Input as a pair of strings.

Try it online or verify all test cases.

Explanation:

„‰áš¸                 # Push dictionary string "heart diamond"
     #                # Split it on spaces: ["heart","diamond"]
      ©               # Store this pair in variable `®` (without popping)
       ¢              # Count how many times each occurs in the (implicit) input-pair
        O             # Sum those counts together
         <i           # If it's 2:
                      # (this is only truthy for the following four pairs: dd,dh,hd,hh)
           ®          #  Push ["heart","diamond"] again from variable `®`
           “spade†Ú“  #  Push dictionary string "spade club"

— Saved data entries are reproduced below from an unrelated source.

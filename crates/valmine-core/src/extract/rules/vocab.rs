//! Controlled-vocabulary term matching.
//!
//! Lookup is plain ordered list-membership, not fuzzy matching: the first
//! term in LIST order whose lowercase form is contained in the lowercase
//! text wins, regardless of where the term occurs in the document. Lists
//! are ordered by expected specificity, so ambiguous text resolves
//! predictably; downstream consumers rely on that tie-break.
//!
//! The tables are process-wide, read-only, and initialized once.

use lazy_static::lazy_static;

use crate::models::schema::VocabularyName;

/// An ordered, immutable list of canonical terms.
#[derive(Debug)]
pub struct ControlledVocabulary {
    name: &'static str,
    terms: Vec<&'static str>,
    lowered: Vec<String>,
}

impl ControlledVocabulary {
    pub fn new(name: &'static str, terms: &[&'static str]) -> Self {
        Self {
            name,
            terms: terms.to_vec(),
            lowered: terms.iter().map(|t| t.to_lowercase()).collect(),
        }
    }

    pub fn name(&self) -> &str {
        self.name
    }

    /// Canonical terms in priority order.
    pub fn terms(&self) -> &[&'static str] {
        &self.terms
    }

    /// First term in list order contained in the text, case-insensitive.
    pub fn match_in(&self, text: &str) -> Option<&'static str> {
        if text.is_empty() {
            return None;
        }
        let haystack = text.to_lowercase();
        self.lowered
            .iter()
            .position(|term| haystack.contains(term.as_str()))
            .map(|index| self.terms[index])
    }
}

lazy_static! {
    /// Counties the reports cover, full names ahead of bare-name fallbacks.
    pub static ref COUNTIES: ControlledVocabulary = ControlledVocabulary::new(
        "counties",
        &[
            "Nairobi County",
            "Kiambu County",
            "Machakos County",
            "Kajiado County",
            "Nakuru County",
            "Mombasa County",
            "Kisumu County",
            "Uasin Gishu County",
            "Murang'a County",
            "Nyeri County",
            "Kilifi County",
            "Kericho County",
            "Nairobi",
            "Kiambu",
            "Machakos",
            "Kajiado",
            "Nakuru",
            "Mombasa",
        ],
    );

    /// Property types, most specific phrasing first.
    pub static ref PROPERTY_TYPES: ControlledVocabulary = ControlledVocabulary::new(
        "property_types",
        &[
            "Apartment",
            "Maisonette",
            "Townhouse",
            "Bungalow",
            "Villa",
            "Godown",
            "Office Block",
            "Shop",
            "Flat",
            "Vacant Plot",
            "Vacant Land",
        ],
    );

    /// Roster of valuers whose names appear on these reports.
    pub static ref VALUERS: ControlledVocabulary = ControlledVocabulary::new(
        "valuers",
        &[
            "Samuel K. Mwangi",
            "Grace Wanjiru Kamau",
            "Peter O. Otieno",
            "David N. Kariuki",
            "Esther Achieng Odhiambo",
        ],
    );

    /// Tenure kinds, interest phrasing ahead of the bare words.
    pub static ref TENURE_KINDS: ControlledVocabulary = ControlledVocabulary::new(
        "tenure_kinds",
        &[
            "Leasehold Interest",
            "Freehold Interest",
            "Leasehold",
            "Freehold",
        ],
    );
}

impl VocabularyName {
    /// The process-wide table this name refers to.
    pub fn vocabulary(&self) -> &'static ControlledVocabulary {
        match self {
            VocabularyName::Counties => &COUNTIES,
            VocabularyName::PropertyTypes => &PROPERTY_TYPES,
            VocabularyName::Valuers => &VALUERS,
            VocabularyName::TenureKinds => &TENURE_KINDS,
        }
    }
}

                    # #  Split it on spaces as well: ["spade","club"]
           .;         #  Replace the first "heart" with "spade" and first "diamond"

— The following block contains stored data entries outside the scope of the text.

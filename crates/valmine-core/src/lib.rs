//! Core library for property valuation report mining.
//!
//! This crate provides:
//! - PDF text acquisition with page-break markers
//! - Pattern-cascade field extraction over noisy, OCR-degraded report text
//! - Per-type normalizers (monetary values, dates, coordinates, areas)
//! - A fixed-schema record assembler with post-extraction diagnostics

pub mod error;
pub mod extract;
pub mod models;
pub mod pdf;

pub use error::{PdfError, Result, ValmineError};
pub use extract::{field_report, RecordAssembler, RecordExtractor};
pub use models::config::ValmineConfig;
pub use models::record::{ExtractionRecord, SENTINEL};
pub use models::schema::{default_schema, ExtractionRule, FieldDescriptor, FieldSource};
pub use pdf::{PdfExtractor, PdfProcessor};
use std::sync::Arc;

use anyhow::{Context, Result};
use tokio_cron_scheduler::{Job, JobScheduler};
use tracing::{error, info};

use crate::pipeline::{IngestPipeline, RunParams};

/// One job per cron expression; each tick runs the pipeline with default parameters.
pub async fn build_scheduler(pipeline: Arc<IngestPipeline>, cron: &str) -> Result<JobScheduler> {
    let sched = JobScheduler::new().await.context("creating scheduler")?;
    let job = Job::new_async(cron, move |_uuid, _l| {
        let pipeline = Arc::clone(&pipeline);
        Box::pin(async move {
            match pipeline.run(&RunParams::default()).await {
                Ok(report) => info!(
                    invocation_id = %report.invocation_id,
                    location = %report.location,
                    date = %report.date,
                    "scheduled ingest finished"
                ),
                Err(err) => error!(error = %err, kind = err.kind(), "scheduled ingest failed"),
            }
        })
    })
    .with_context(|| format!("creating scheduler job for cron {cron}"))?;
    sched.add(job).await.context("adding scheduler job")?;
    Ok(sched)
}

                      #  with "club" in the (implicit) input-pair
          }           # Close the if-statement
                      # (the implicit else uses the implicit input-pair)
           {R         # Sort the pair in descending order (sort + reverse)

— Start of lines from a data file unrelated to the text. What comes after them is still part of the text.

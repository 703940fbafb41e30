//! BigQuery v2 REST store. Streaming inserts carry the row key as `insertId`,
//! which BigQuery uses for best-effort deduplication.

use std::fmt;
use std::time::{Duration, Instant};

use async_trait::async_trait;
use reqwest::{RequestBuilder, StatusCode};
use serde::Deserialize;
use serde_json::{json, Value as JsonValue};
use tokio::sync::Mutex;
use wxraw_core::TableId;

use crate::{ColumnSpec, ColumnType, InsertReport, InsertRow, RowInsertError, StoreError, TableStore};

pub const DEFAULT_API_BASE_URL: &str = "https://bigquery.googleapis.com/bigquery/v2";

#[derive(Clone)]
pub struct BigQueryConfig {
    pub api_base_url: String,
    /// Project the client acts in when none is configured for the table.
    pub ambient_project: Option<String>,
    /// Static OAuth bearer token. Takes precedence over the metadata server.
    pub access_token: Option<String>,
    /// Instance metadata server to mint short-lived access tokens from.
    pub metadata_url: Option<String>,
    pub timeout: Duration,
}

impl Default for BigQueryConfig {
    fn default() -> Self {
        Self {
            api_base_url: DEFAULT_API_BASE_URL.to_string(),
            ambient_project: None,
            access_token: None,
            metadata_url: None,
            timeout: Duration::from_secs(30),
        }
    }
}

impl fmt::Debug for BigQueryConfig {
    fn fmt(&self, f: &mut fmt::Formatter<'_>) -> fmt::Result {
        f.debug_struct("BigQueryConfig")
            .field("api_base_url", &self.api_base_url)
            .field("ambient_project", &self.ambient_project)
            .field("access_token", &self.access_token.as_ref().map(|_| "<redacted>"))
            .field("metadata_url", &self.metadata_url)
            .field("timeout", &self.timeout)
            .finish()
    }
}

pub struct BigQueryStore {
    client: reqwest::Client,
    config: BigQueryConfig,
    cached_token: Mutex<Option<CachedToken>>,
}

impl fmt::Debug for BigQueryStore {
    fn fmt(&self, f: &mut fmt::Formatter<'_>) -> fmt::Result {
        f.debug_struct("BigQueryStore")
            .field("config", &self.config)
            .finish_non_exhaustive()
    }
}

struct CachedToken {
    value: String,
    refresh_at: Instant,
}

#[derive(Debug, Deserialize)]
struct MetadataToken {
    access_token: String,
    #[serde(default)]
    expires_in: u64,
}

#[derive(Debug, Deserialize)]
#[serde(rename_all = "camelCase")]
struct InsertAllResponse {
    #[serde(default)]
    insert_errors: Vec<InsertErrorEntry>,
}

#[derive(Debug, Deserialize)]
struct InsertErrorEntry {
    #[serde(default)]
    index: usize,
    #[serde(default)]
    errors: Vec<ErrorProto>,
}

#[derive(Debug, Deserialize)]
struct ErrorProto {
    #[serde(default)]
    reason: Option<String>,
    #[serde(default)]
    message: Option<String>,
}

impl BigQueryStore {
    pub fn new(config: BigQueryConfig) -> Result<Self, StoreError> {
        let client = reqwest::Client::builder().timeout(config.timeout).build()?;
        Ok(Self {
            client,
            config,
            cached_token: Mutex::new(None),
        })
    }

    fn base(&self) -> &str {
        self.config.api_base_url.trim_end_matches('/')
    }

    async fn authorized(&self, builder: RequestBuilder) -> Result<RequestBuilder, StoreError> {
        Ok(match self.bearer_token().await? {
            Some(token) => builder.bearer_auth(token),
            None => builder,
        })
    }

    async fn bearer_token(&self) -> Result<Option<String>, StoreError> {
        if let Some(token) = &self.config.access_token {
            return Ok(Some(token.clone()));
        }
        let Some(metadata_url) = &self.config.metadata_url else {
            return Ok(None);
        };

        let mut cached = self.cached_token.lock().await;
        if let Some(token) = cached.as_ref().filter(|t| t.refresh_at > Instant::now()) {
            return Ok(Some(token.value.clone()));
        }

        let url = format!(
            "{}/instance/service-accounts/default/token",
            metadata_url.trim_end_matches('/')
        );
        let resp = self
            .client
            .get(url)
            .header("Metadata-Flavor", "Google")
            .send()
            .await?;
        let status = resp.status();
        if !status.is_success() {
            return Err(status_error("metadata.token", status, resp).await);
        }
        let token: MetadataToken = resp.json().await?;

        // Refresh a minute before the server-side expiry.
        let lifetime = Duration::from_secs(token.expires_in.saturating_sub(60));
        *cached = Some(CachedToken {
            value: token.access_token.clone(),
            refresh_at: Instant::now() + lifetime,
        });
        Ok(Some(token.access_token))
    }

    async fn exists(&self, operation: &'static str, url: String) -> Result<bool, StoreError> {
        let resp = self.authorized(self.client.get(url)).await?.send().await?;
        match resp.status() {
            status if status.is_success() => Ok(true),
            StatusCode::NOT_FOUND => Ok(false),
            status => Err(status_error(operation, status, resp).await),
        }
    }

    async fn create(&self, operation: &'static str, url: String, body: JsonValue) -> Result<(), StoreError> {
        let resp = self
            .authorized(self.client.post(url))
            .await?
            .json(&body)
            .send()
            .await?;
        match resp.status() {
            status if status.is_success() => Ok(()),
            // Someone else created it first.
            StatusCode::CONFLICT => Ok(()),
            status => Err(status_error(operation, status, resp).await),
        }
    }
}

async fn status_error(operation: &'static str, status: StatusCode, resp: reqwest::Response) -> StoreError {
    StoreError::HttpStatus {
        operation,
        status: status.as_u16(),
        body: resp.text().await.unwrap_or_default(),
    }
}

pub fn schema_fields(schema: &[ColumnSpec]) -> JsonValue {
    JsonValue::Array(
        schema
            .iter()
            .map(|column| {
                let field_type = match column.column_type {
                    ColumnType::String => "STRING",
                    ColumnType::Timestamp => "TIMESTAMP",
                };
                let mode = if column.required { "REQUIRED" } else { "NULLABLE" };
                json!({"name": column.name, "type": field_type, "mode": mode})
            })
            .collect(),
    )
}

pub fn insert_all_body(rows: &[InsertRow]) -> JsonValue {
    let rows = rows
        .iter()
        .map(|row| {
            json!({
                "insertId": row.row_key.as_str(),
                "json": {
                    "raw_json": row.record.raw_json,
                    "source_url": row.record.provenance.as_column(),
                    "fetched_at": row.record.fetched_at_string(),
                },
            })
        })
        .collect::<Vec<_>>();
    json!({ "rows": rows })
}

#[async_trait]
impl TableStore for BigQueryStore {
    fn backend(&self) -> &'static str {
        "bigquery"
    }

    async fn ambient_project(&self) -> Result<String, StoreError> {
        self.config.ambient_project.clone().ok_or_else(|| {
            StoreError::Message(
                "no ambient project: set BQ_PROJECT or GOOGLE_CLOUD_PROJECT".to_string(),
            )
        })
    }

    async fn dataset_exists(&self, project: &str, dataset: &str) -> Result<bool, StoreError> {
        let url = format!("{}/projects/{project}/datasets/{dataset}", self.base());
        self.exists("datasets.get", url).await
    }

    async fn create_dataset_if_absent(&self, project: &str, dataset: &str) -> Result<(), StoreError> {
        let url = format!("{}/projects/{project}/datasets", self.base());
        let body = json!({
            "datasetReference": {"projectId": project, "datasetId": dataset},
        });
        self.create("datasets.insert", url, body).await
    }

    async fn table_exists(&self, table: &TableId) -> Result<bool, StoreError> {
        let url = format!(
            "{}/projects/{}/datasets/{}/tables/{}",
            self.base(),
            table.project,
            table.dataset,
            table.table
        );
        self.exists("tables.get", url).await
    }

    async fn create_table_if_absent(
        &self,
        table: &TableId,
        schema: &[ColumnSpec],
    ) -> Result<(), StoreError> {
        let url = format!(
            "{}/projects/{}/datasets/{}/tables",
            self.base(),
            table.project,
            table.dataset
        );
        let body = json!({
            "tableReference": {
                "projectId": table.project,
                "datasetId": table.dataset,
                "tableId": table.table,
            },
            "schema": {"fields": schema_fields(schema)},
        });
        self.create("tables.insert", url, body).await
    }

    async fn insert_rows(&self, table: &TableId, rows: &[InsertRow]) -> Result<InsertReport, StoreError> {
        let url = format!(
            "{}/projects/{}/datasets/{}/tables/{}/insertAll",
            self.base(),
            table.project,
            table.dataset,
            table.table
        );
        let resp = self
            .authorized(self.client.post(url))
            .await?
            .json(&insert_all_body(rows))
            .send()
            .await?;
        let status = resp.status();
        if !status.is_success() {
            return Err(status_error("tabledata.insertAll", status, resp).await);
        }

        let parsed: InsertAllResponse = resp.json().await?;
        let errors = parsed
            .insert_errors
            .into_iter()
            .map(|entry| RowInsertError {
                index: entry.index,
                reason: entry
                    .errors
                    .iter()
                    .map(|e| {
                        format!(
                            "{}: {}",
                            e.reason.as_deref().unwrap_or("error"),
                            e.message.as_deref().unwrap_or("")
                        )
                    })
                    .collect::<Vec<_>>()
                    .join(", "),
            })
            .collect();

        // insertId deduplication happens server-side and is not reported back.
        Ok(InsertReport {
            errors,
            deduplicated: 0,
        })
    }
}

             „ €ƒ     # Push dictionary string "  and"
                 À    # Rotate it once to the left to " and "
                  ý   # Join the pair with " and " as delimiter
                      # (after which the result is output implicitly)

See this 05AB1E tip of mine (section How to use the dictionary?) to understand why „‰áš¸ is "heart diamond"; “spade†Ú“ is "spade club"; and „ €ƒ is " and".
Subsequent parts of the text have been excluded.